After getting up this morning I was immediately engulfed in a dark cloud of worry. I did not know exactly what I should be worried about, it was a worry that I had carried over through the night from the day before and I didn’t remember exactly what it was, I only remembered that before falling asleep, inspired by Scarlett’s famous words I had said to myself “I’ll worry about it to-morrow!”
And now to-morrow had arrived. I sat down quietly after breakfast trying to figure out what I should worry about. And it came to me. In fact I faced two separate reasons for worry...
My first worry which finally emerged was my concern that I couldn’t think of anything to write about this week. So what? So I won’t write, what’s the big deal? Then I thought of the repercussions.
The phone calls which would arrive from people asking about my health, one phone call which was sure to come from a writing rival who would say full of joy:
“So you have finally dried up!” and then the e-mail which I had to expect from a Canadian friend who will write as he does usually:
“What’s up? I want my Monday morning ‘Geschichte!’”
So…nothing to do, no time out for me, I’ll have to think of something!!
After deciding that I will have to handle this one somehow, I arrived to worry number 2.
Nizza, our entertainment director, was off for a week’s vacation and she left me in charge of the whole caboodle (is this the right word?
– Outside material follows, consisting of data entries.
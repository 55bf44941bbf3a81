//! Dispatch table for id-less messages.

use serde_json::Value;
use std::collections::HashMap;
use std::sync::Arc;
use tracing::{debug, warn};

pub type PushHandler = Arc<dyn Fn(Option<Value>) + Send + Sync>;

/// Push handlers keyed by message kind, fixed at construction.
#[derive(Clone, Default)]
pub struct PushRouter {
    handlers: HashMap<String, PushHandler>,
}

impl PushRouter {
    pub fn new() -> Self {
        Self::default()
    }

    pub fn on<F>(mut self, msg: &str, handler: F) -> Self
    where
        F: Fn(Option<Value>) + Send + Sync + 'static,
    {
        self.handlers.insert(msg.to_string(), Arc::new(handler));
        self
    }

    /// Run the handler for `msg`. Returns false when none is registered.
    pub fn dispatch(&self, msg: &str, value: Option<Value>) -> bool {
        match self.handlers.get(msg) {
            Some(handler) => {
                debug!(msg, "push received");
                handler(value);
                true
            }
            None => {
                warn!(msg, "no handler for push");
                false
            }
        }
    }
}

impl std::fmt::Debug for PushRouter {
    fn fmt(&self, f: &mut std::fmt::Formatter<'_>) -> std::fmt::Result {
        f.debug_struct("PushRouter")
            .field("handlers", &self.handlers.keys().collect::<Vec<_>>())
            .finish()
    }
}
I am not sure!)
Her instructions were many and manifold:
“Of course you will have to be down there sometime early. Check that tall people sit in the back, the shorter ones, and the ones which have hearing and eye problems, should sit in front. Don’t hesitate to make a fuss if they don’t do what you tell them! Check that cell phones are switched off, and check that there is water on the table for the performers. Also check the microphones…no, on second thought don’t, you may break something, better ask the man on duty to check them! If a lecturer or musician doesn’t appear on time, make sure you have a replacement if needed. I have some discs of Andre Rieu which I keep for such emergencies and if people complain that they’ve had enough of Andre Rieu, just say if they don’t like it, they are free to leave…now the musician who is supposed to come next week…I am not very friendly with him, and he may not arrive, just in order to spite me. Call him and tell him that you don’t like me either, this will make sure that he’ll come running!
"If you hear some noise coming through from the people who cook in the kitchen, go in there and give them hell. They are supposed to postpone their cooking for one hour at least!
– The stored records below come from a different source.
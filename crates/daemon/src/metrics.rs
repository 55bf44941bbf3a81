//! Status snapshot for recstation
//!
//! Provides the shared status structs served by the metrics endpoint.

use crate::model::{Reservation, ReservationStatus};
use serde::{Deserialize, Serialize};
use std::sync::Arc;
use tokio::sync::RwLock;

/// Reservation counts by status
#[derive(Debug, Clone, Default, Serialize, Deserialize, PartialEq)]
pub struct ReservationCounts {
    pub reserved: usize,
    pub recording: usize,
    pub conflict: usize,
    pub skipped: usize,
}

impl ReservationCounts {
    pub fn tally<'a>(reservations: impl IntoIterator<Item = &'a Reservation>) -> Self {
        let mut counts = Self::default();
        for reservation in reservations {
            match reservation.status {
                ReservationStatus::Reserved => counts.reserved += 1,
                ReservationStatus::Recording => counts.recording += 1,
                ReservationStatus::Conflict => counts.conflict += 1,
                ReservationStatus::Skipped => counts.skipped += 1,
                ReservationStatus::Recorded => {}
            }
        }
        counts
    }
}

/// Encode supervisor counters
#[derive(Debug, Clone, Default, Serialize, Deserialize, PartialEq)]
pub struct EncodeCounts {
    pub queued: usize,
    pub running: usize,
    pub succeeded: u64,
    pub failed: u64,
    pub cancelled: u64,
}

/// Complete status snapshot
#[derive(Debug, Clone, Default, Serialize, Deserialize, PartialEq)]
pub struct StatusSnapshot {
    pub timestamp_unix_ms: i64,
    pub worker_running: bool,
    pub reservations: ReservationCounts,
    pub active_recordings: usize,
    pub encode: EncodeCounts,
    pub active_streams: usize,
}

/// Shared status state for concurrent access across daemon components
pub type SharedStatus = Arc<RwLock<StatusSnapshot>>;

/// Creates a new SharedStatus instance with default values
pub fn new_shared_status() -> SharedStatus {
    Arc::new(RwLock::new(StatusSnapshot::default()))
}

#[cfg(test)]
mod tests {
    use super::*;
    use crate::model::{Program, ReserveOrigin};

    fn reservation(id: i64, status: ReservationStatus) -> Reservation {
        let program = Program {
            id,
            channel_id: 1,
            start_at: 0,
            end_at: 10,
            name: String::new(),
            description: None,
        };
        let mut r = Reservation::for_program(&program, ReserveOrigin::Manual, None);
        r.status = status;
        r
    }

    #[test]
    fn test_tally_counts_each_status() {
        let reservations = vec![
            reservation(1, ReservationStatus::Reserved),
            reservation(2, ReservationStatus::Reserved),
            reservation(3, ReservationStatus::Conflict),
            reservation(4, ReservationStatus::Skipped),
            reservation(5, ReservationStatus::Recording),
        ];

        let counts = ReservationCounts::tally(&reservations);
        assert_eq!(
            counts,
            ReservationCounts {
                reserved: 2,
                recording: 1,
                conflict: 1,
                skipped: 1,
            }
        );
    }

    #[test]
    fn test_snapshot_serializes_snake_case() {
        let json = serde_json::to_string(&StatusSnapshot::default()).unwrap();
        assert!(json.contains("timestamp_unix_ms"));
        assert!(json.contains("active_streams"));
        assert!(json.contains("\"encode\""));
    }
}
"Do you have the list of names and telephone numbers? Your head is a bit in the clouds lately!" (Dear Nizza, my head is in the clouds always! Since I was a baby in fact! You should know this by now!)
And then, she continues, "I do hope you are through with your bronchitis, and don’t you dare get something else! You feel all right, don’t you?”
Of course I feel all right. God wouldn’t dare to give me health problems while Nizza is away, but I am allowed to get them all as soon as she is back. And not even then, because although I will no longer be her replacement, I will still remain her devoted assistant.
I wrote down all her instructions in shorthand which may not be as fast as it used to be, but is still workable when needed.
So now it is up to me to live up to expectations, which I don’t always.
I sit here and continue to think of my ability of coping and solving my problems, because no matter how insurmountable they seem I manage in the end after a bit of nail biting. Figuratively that is, I haven’t been biting my nails for 60 years or so.